春のライオン河西岸に、瓢を下げてぶらぶらしながら雑談にふけっている四五人のバラモン教の兵卒があった。これは、河鹿峠で治国別宣伝使たちに敗れたために、ランチと片彦が鬼春別将軍に命じて黄金山を襲撃させるべく組織した、バラモン軍の別働隊であった。

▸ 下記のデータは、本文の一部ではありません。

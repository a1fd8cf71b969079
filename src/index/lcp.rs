use crate::error::{IndexError, Result};

/// Kasai 算法构建 LCP 数组：`lcp[i]` 为排名 i 与 i+1 的后缀的最长公共前缀长度。
///
/// 按文本位置顺序处理后缀，相邻位置的 LCP 至多减少 1，因此字符比较总次数为 O(n)。
/// 返回长度为 `n - 1`（n <= 1 时为空）。
pub fn build_lcp<T: Eq>(text: &[T], sa: &[u32]) -> Result<Vec<u32>> {
    let n = text.len();
    if sa.len() != n {
        return Err(IndexError::SuffixArrayMismatch { sa_len: sa.len(), text_len: n });
    }

    // 逆后缀数组：位置 -> 排名
    let mut rank = vec![0usize; n];
    for (row, &p) in sa.iter().enumerate() {
        if p as usize >= n {
            return Err(IndexError::IndexOutOfRange { row, value: p, len: n });
        }
        rank[p as usize] = row;
    }
    Ok(kasai_with_rank(text, sa, &rank))
}

/// 调用方保证 `sa` 是 `text` 的合法后缀数组。
pub(crate) fn kasai<T: Eq>(text: &[T], sa: &[u32]) -> Vec<u32> {
    let mut rank = vec![0usize; sa.len()];
    for (row, &p) in sa.iter().enumerate() {
        rank[p as usize] = row;
    }
    kasai_with_rank(text, sa, &rank)
}

fn kasai_with_rank<T: Eq>(text: &[T], sa: &[u32], rank: &[usize]) -> Vec<u32> {
    let n = text.len();
    if n < 2 {
        return Vec::new();
    }

    let mut lcp = vec![0u32; n - 1];
    let mut h = 0usize;
    for i in 0..n {
        let r = rank[i];
        if r + 1 == n {
            h = 0;
            continue;
        }
        let j = sa[r + 1] as usize;
        while i + h < n && j + h < n && text[i + h] == text[j + h] {
            h += 1;
        }
        lcp[r] = h as u32;
        h = h.saturating_sub(1);
    }
    lcp
}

兵卒たちは、すでにランチと片彦が三五教に降参して改心したことは知らず、依然として彼らは浮木の森の陣営で長期戦を張っていると思っている。
兵卒・甲は、別働隊で宿営先の人民から搾り取っていい暮らしをしている境遇を賛美しながらも、河鹿峠での敗北から考えてバラモン軍が斎苑館や黄金山に攻め寄せるなど難しいと分析した。
そうかといってハルナの都におめおめと帰るわけにもいかないので、鬼春別はここに陣取ってビクトル山に王城を作り、刹帝利となって永住するのではないか、と意見を披露した。
兵卒・丙は、宿営先の人民を苦しめるバラモン軍に嫌気がさしたと漏らす。乙は丙に、固い考えは捨てて辛抱したらどうだと言うが、丙は、すでに斎苑館から宣伝使の一群がハルナの都に出立したという情報を上げ、ここへも押し寄せてくるに違いない、と反論した。
かく兵卒たちが論争していると、河の向こうからバラモン教の手旗を掲げた騎馬武者たちが流れを渡ってやってきた。一同は何事かと目をみはっている。